Girls' Attitudes Survey

A snapshot of girls’ and young women’s lives over the past ten years

Since 2009 we’ve been giving girls and young women a platform to speak out on the issues that matter to them. We do this every year through the Girls’ Attitudes Survey, our flagship research asking girls and young women how they feel about their everyday lives.

Now in its tenth anniversary year, we’re asking the same questions we’ve posed over the past decade (as well as a few new ones too). The results paint a picture of how girls’ lives, hopes and challenges have changed in the past ten years. And they help us focus on the bigger picture: changing society so girls and young women can make a difference and be their best.

Fewer girls say they’re happy compared to ten years ago 

  • 25% of girls aged 7-21 say they are very happy compared to 41% in 2009
  • 64% of girls and young women aged 11-21 say they know someone who has experienced an anxiety disorder, compared with 50% in 2014
  • 59% of girls aged 11-21 say social media is a main cause of stress. Ten years ago social media wasn’t included in the survey – Facebook was only five years old and Instagram, Whatsapp and Snapchat didn’t exist!
It’s disheartening to see that girls’ happiness has gone down over the past decade.
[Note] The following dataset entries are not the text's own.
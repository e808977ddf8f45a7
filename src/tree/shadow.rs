//! Shadow tree: a traversal-friendly mirror of a fitted model.
//!
//! Construction validates the model against the training data, routes every
//! training row from the root to its leaf and records which rows reach each
//! node. After that the structure is immutable and every query is a lookup.

use std::collections::BTreeMap;

use log::trace;

use super::model::{TreeKind, TreeModel};
use crate::data::FeatureMatrix;
use crate::error::{Error, Result};
use crate::sizing::histogram_bin;

/// Split or leaf payload of a [`ShadowNode`].
#[derive(Debug, Clone, Copy, PartialEq)]
pub enum NodeKind {
    /// Internal node testing `x[feature] < threshold`.
    Split {
        /// Feature index tested.
        feature: usize,
        /// Split threshold.
        threshold: f32,
        /// Child id taken when the test holds.
        left: usize,
        /// Child id taken otherwise.
        right: usize,
    },
    /// Terminal node.
    Leaf,
}

/// One node of the shadow tree.
#[derive(Debug, Clone)]
pub struct ShadowNode {
    id: usize,
    kind: NodeKind,
    depth: usize,
    samples: Vec<usize>,
    value: Vec<f32>,
}

impl ShadowNode {
    /// Model node id.
    #[must_use]
    pub fn id(&self) -> usize {
        self.id
    }

    /// Split or leaf payload.
    #[must_use]
    pub fn kind(&self) -> NodeKind {
        self.kind
    }

    /// Distance from the root.
    #[must_use]
    pub fn depth(&self) -> usize {
        self.depth
    }

    /// Whether this is a terminal node.
    #[must_use]
    pub fn is_leaf(&self) -> bool {
        matches!(self.kind, NodeKind::Leaf)
    }

    /// Split feature index (internal nodes only).
    #[must_use]
    pub fn feature(&self) -> Option<usize> {
        match self.kind {
            NodeKind::Split { feature, .. } => Some(feature),
            NodeKind::Leaf => None,
        }
    }

    /// Split threshold (internal nodes only).
    #[must_use]
    pub fn split(&self) -> Option<f32> {
        match self.kind {
            NodeKind::Split { threshold, .. } => Some(threshold),
            NodeKind::Leaf => None,
        }
    }

    /// `(left, right)` child ids (internal nodes only).
    #[must_use]
    pub fn children(&self) -> Option<(usize, usize)> {
        match self.kind {
            NodeKind::Split { left, right, .. } => Some((left, right)),
            NodeKind::Leaf => None,
        }
    }

    /// Training row indices reaching this node, ascending.
    #[must_use]
    pub fn samples(&self) -> &[usize] {
        &self.samples
    }

    /// Number of training rows reaching this node.
    #[must_use]
    pub fn nsamples(&self) -> usize {
        self.samples.len()
    }

    /// The model's value for this node: per-class counts or `[mean]`.
    #[must_use]
    pub fn value(&self) -> &[f32] {
        &self.value
    }
}

/// Classifier-specific data, fixed at construction.
#[derive(Debug, Clone)]
pub struct ClassifierInfo {
    n_classes: usize,
    classes: Vec<i64>,
    unique_target_values: Vec<i64>,
    labels: Vec<i64>,
}

impl ClassifierInfo {
    /// Number of classes the model declares.
    #[must_use]
    pub fn n_classes(&self) -> usize {
        self.n_classes
    }

    /// Sorted distinct labels observed in the training targets.
    #[must_use]
    pub fn unique_target_values(&self) -> &[i64] {
        &self.unique_target_values
    }

    /// Class label of each model value column.
    #[must_use]
    pub fn classes(&self) -> &[i64] {
        &self.classes
    }

    /// Training label of one row.
    #[must_use]
    pub fn label(&self, row: usize) -> i64 {
        self.labels[row]
    }
}

/// Model kind, inspected once at construction.
#[derive(Debug, Clone)]
pub enum ModelKind {
    /// Classification tree.
    Classifier(ClassifierInfo),
    /// Regression tree.
    Regressor,
}

/// What a leaf predicts.
#[derive(Debug, Clone, Copy, PartialEq)]
pub enum Prediction {
    /// Predicted class label.
    Class(i64),
    /// Predicted value.
    Value(f32),
}

/// Node ids visited by one input vector, root first, leaf last.
#[derive(Debug, Clone, PartialEq, Eq)]
pub struct DecisionPath {
    nodes: Vec<usize>,
    features_used: Vec<usize>,
}

impl DecisionPath {
    /// Visited node ids in order.
    #[must_use]
    pub fn node_ids(&self) -> &[usize] {
        &self.nodes
    }

    /// The leaf the vector reached.
    #[must_use]
    pub fn leaf(&self) -> usize {
        self.nodes[self.nodes.len() - 1]
    }

    /// Split features tested along the way (one per internal node, may repeat).
    #[must_use]
    pub fn features_used(&self) -> &[usize] {
        &self.features_used
    }

    /// Number of nodes on the path.
    #[must_use]
    pub fn len(&self) -> usize {
        self.nodes.len()
    }

    /// Always false: a path contains at least the root.
    #[must_use]
    pub fn is_empty(&self) -> bool {
        self.nodes.is_empty()
    }

    /// Whether the path visits `id`.
    #[must_use]
    pub fn contains(&self, id: usize) -> bool {
        self.nodes.contains(&id)
    }
}

/// Immutable traversal structure over a fitted tree and its training data.
#[derive(Debug)]
pub struct ShadowTree<'a, M: TreeModel + ?Sized> {
    model: &'a M,
    x_train: &'a FeatureMatrix,
    y_train: &'a [f32],
    feature_names: Vec<String>,
    kind: ModelKind,
    nodes: Vec<ShadowNode>,
    internal: Vec<usize>,
    leaves: Vec<usize>,
}

impl<'a, M: TreeModel + ?Sized> ShadowTree<'a, M> {
    /// Mirror `model` over its training data.
    ///
    /// # Errors
    ///
    /// - [`Error::InvalidModel`] if the model is unfitted or its nodes do not
    ///   form a tree rooted at 0.
    /// - [`Error::ShapeMismatch`] if rows, targets, names or model features disagree.
    /// - [`Error::EmptyData`] if there are no training rows.
    /// - [`Error::InvalidTarget`] if a classifier target is not an integral label.
    pub fn new<S: AsRef<str>>(
        model: &'a M,
        x_train: &'a FeatureMatrix,
        y_train: &'a [f32],
        feature_names: &[S],
    ) -> Result<Self> {
        if !model.is_fitted() {
            return Err(Error::InvalidModel("model has not been fitted".to_string()));
        }
        if y_train.len() != x_train.n_rows() {
            return Err(Error::ShapeMismatch {
                what: "target rows",
                expected: x_train.n_rows(),
                actual: y_train.len(),
            });
        }
        if feature_names.len() != x_train.n_cols() {
            return Err(Error::ShapeMismatch {
                what: "feature names",
                expected: x_train.n_cols(),
                actual: feature_names.len(),
            });
        }
        if model.n_features() != x_train.n_cols() {
            return Err(Error::ShapeMismatch {
                what: "model features",
                expected: x_train.n_cols(),
                actual: model.n_features(),
            });
        }
        if x_train.is_empty() {
            return Err(Error::EmptyData);
        }

        let kind = match model.kind() {
            TreeKind::Regressor => ModelKind::Regressor,
            TreeKind::Classifier { n_classes } => {
                ModelKind::Classifier(classifier_info(model, n_classes, y_train)?)
            }
        };

        let nodes = route_samples(model, x_train)?;
        let internal = nodes.iter().filter(|n| !n.is_leaf()).map(ShadowNode::id).collect();
        let leaves = nodes.iter().filter(|n| n.is_leaf()).map(ShadowNode::id).collect();

        Ok(Self {
            model,
            x_train,
            y_train,
            feature_names: feature_names.iter().map(|s| s.as_ref().to_string()).collect(),
            kind,
            nodes,
            internal,
            leaves,
        })
    }

    /// The wrapped model.
    #[must_use]
    pub fn model(&self) -> &'a M {
        self.model
    }

    /// Training features.
    #[must_use]
    pub fn x_train(&self) -> &'a FeatureMatrix {
        self.x_train
    }

    /// Training targets.
    #[must_use]
    pub fn y_train(&self) -> &'a [f32] {
        self.y_train
    }

    /// Classifier or regressor data.
    #[must_use]
    pub fn kind(&self) -> &ModelKind {
        &self.kind
    }

    /// Whether the model is a classifier.
    #[must_use]
    pub fn is_classifier(&self) -> bool {
        matches!(self.kind, ModelKind::Classifier(_))
    }

    /// Declared class count; 0 for regressors.
    #[must_use]
    pub fn nclasses(&self) -> usize {
        match &self.kind {
            ModelKind::Classifier(info) => info.n_classes,
            ModelKind::Regressor => 0,
        }
    }

    /// Sorted distinct training labels; empty for regressors.
    #[must_use]
    pub fn unique_target_values(&self) -> &[i64] {
        match &self.kind {
            ModelKind::Classifier(info) => &info.unique_target_values,
            ModelKind::Regressor => &[],
        }
    }

    /// The root node.
    #[must_use]
    pub fn root(&self) -> &ShadowNode {
        &self.nodes[0]
    }

    /// Node by id. Panics if the id is not in the tree.
    #[must_use]
    pub fn node(&self, id: usize) -> &ShadowNode {
        &self.nodes[id]
    }

    /// Node by id, `None` if out of range.
    #[must_use]
    pub fn get(&self, id: usize) -> Option<&ShadowNode> {
        self.nodes.get(id)
    }

    /// Total node count.
    #[must_use]
    pub fn len(&self) -> usize {
        self.nodes.len()
    }

    /// Always false once constructed.
    #[must_use]
    pub fn is_empty(&self) -> bool {
        self.nodes.is_empty()
    }

    /// Internal nodes in model id order.
    pub fn internal(&self) -> impl Iterator<Item = &ShadowNode> + '_ {
        self.internal.iter().map(move |&id| &self.nodes[id])
    }

    /// Leaves in model id order.
    pub fn leaves(&self) -> impl Iterator<Item = &ShadowNode> + '_ {
        self.leaves.iter().map(move |&id| &self.nodes[id])
    }

    /// Sample count of every leaf, in leaf order.
    #[must_use]
    pub fn leaf_sample_counts(&self) -> Vec<usize> {
        self.leaves().map(ShadowNode::nsamples).collect()
    }

    /// Display name of a feature.
    #[must_use]
    pub fn feature_name(&self, feature: usize) -> &str {
        &self.feature_names[feature]
    }

    /// All feature names.
    #[must_use]
    pub fn feature_names(&self) -> &[String] {
        &self.feature_names
    }

    /// Sample sets of an internal node's two children.
    #[must_use]
    pub fn split_samples(&self, node: &ShadowNode) -> Option<(&[usize], &[usize])> {
        let (left, right) = node.children()?;
        Some((self.nodes[left].samples(), self.nodes[right].samples()))
    }

    /// What a node predicts: arg-max class for classifiers, the node value for regressors.
    #[must_use]
    pub fn prediction(&self, node: &ShadowNode) -> Prediction {
        match &self.kind {
            ModelKind::Classifier(info) => {
                let best = argmax(node.value());
                Prediction::Class(info.classes.get(best).copied().unwrap_or(best as i64))
            }
            ModelKind::Regressor => Prediction::Value(node.value().first().copied().unwrap_or(f32::NAN)),
        }
    }

    /// Run `x` down the tree.
    ///
    /// # Errors
    ///
    /// Returns [`Error::TraceVectorLengthMismatch`] if `x` does not have one
    /// value per feature.
    pub fn predict(&self, x: &[f32]) -> Result<(Prediction, DecisionPath)> {
        let expected = self.x_train.n_cols();
        if x.len() != expected {
            return Err(Error::TraceVectorLengthMismatch {
                expected,
                actual: x.len(),
            });
        }

        let mut nodes = Vec::new();
        let mut features_used = Vec::new();
        let mut id = 0;
        loop {
            nodes.push(id);
            match self.nodes[id].kind {
                NodeKind::Leaf => break,
                NodeKind::Split { feature, threshold, left, right } => {
                    features_used.push(feature);
                    id = if x[feature] < threshold { left } else { right };
                }
            }
        }
        trace!("instance reached leaf {id} via {nodes:?}");

        let prediction = self.prediction(&self.nodes[id]);
        Ok((prediction, DecisionPath { nodes, features_used }))
    }

    /// Tallest histogram bin of each internal node's samples on its split
    /// feature, binned over the feature's global range with `nbins` bins.
    #[must_use]
    pub fn split_node_heights(&self, nbins: usize) -> BTreeMap<usize, usize> {
        self.internal()
            .map(|node| {
                let Some(feature) = node.feature() else {
                    return (node.id, 0);
                };
                let range = self.x_train.column_range(feature).unwrap_or((0.0, 0.0));
                let mut counts = vec![0usize; nbins.max(1)];
                for &row in node.samples() {
                    counts[histogram_bin(self.x_train.get(row, feature), range, nbins)] += 1;
                }
                (node.id, counts.into_iter().max().unwrap_or(0))
            })
            .collect()
    }
}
Much more needs to be done to ensure the next generation of girls and young women aren’t held back by the lack of support and understanding they need to live happy and positive lives - Maddie

Ways girls can explore this topic

But younger girls are happier with how they look

  • 51% of girls aged 7-10 say they are very happy with how they look compared to 44% in 2009
  • But 41% of young women aged 17-21 say they are not happy with how they look compared to 30% in 2009
The fact that over half of 7-10 year olds are very happy with how they look provides hope. But iIt’s shocking and scary that more and more young women are not happy with how they look. We need to find a way to protect young women from losing their body confidence as they get older - Juliet, Advocate

Ways girls can explore this topic

Girls enjoyment of Science, Technology, Engineering and Maths changes as they get older

  • 34% of girls aged 7-16 enjoy science at school compared to 24% in 2009 
  • 43% of girls aged 7-10 enjoy ICT at school compared to 19% in 2009 
  • But only 26% of girls aged 11-16 say they enjoy ICT compared to 35% in 2009
  • 57% of girls aged 11-21 want to be taught money management and finance at school compared to 47% in 2010
It's brilliant that more and more girls are enjoying studying science. However, the fact that only a third enjoy it shows we still need to make progress in promoting STEM to girls, including in ICT where the enjoyment level has significantly dropped for 11-16 year-olds - Izzy, Advocate 

Ways girls can explore this topic

Girls feel they don’t have the same chances as men

  • 67% of girls aged 11-21 think women don’t have the same chances as men compared to 53% in 2011
  • 73% of girls 11-21 think women have to work much harder than men to succeed compared to 57% in 2011
  • Of those that have spoken up on an issue they care about, 60% of girls aged 11-21 said they felt heard and it made a difference compared to 64% in 2011
With more girls believing they don’t have the same chances as boys, and fewer feeling speaking up makes a difference, the message is clear: when young women speak out, society needs to listen! - Juliet, Advocate 

Ways girls can explore this topic

Now girls are demanding equality in all areas

  • 76% of girls aged 7-10 think jokes about girls being stupid or weak badly affect the way people treat girls and women compared to 53% in 2015.
  • Girls aged 7-10 in particular have noticed tasks being shared more equally between women and men, including those traditionally seen as male or female chores. 69% expected women to do the housework in 2009. But in 2018 this has dropped to 46%.
Younger girls being aware of misogyny is a huge step in eliminating sexism, with a greater percentage of girls recognising the negative repercussions of stereotyping and traditional views of gender in relation to the wider world. - Izzy, Advocate 

Ways girls can explore this topic

About our Girls' Attitudes Survey

The biggest survey of its kind, the Girls Attitudes Survey asks the opinions of over 1,900 girls and young women aged 7 to 21. It includes girls inside and outside of guiding and right across the UK.

The findings give an insight into how girls feel about a range of issues and emerging pressures. They tell us what girls need to support their happiness, wellbeing and opportunities in life.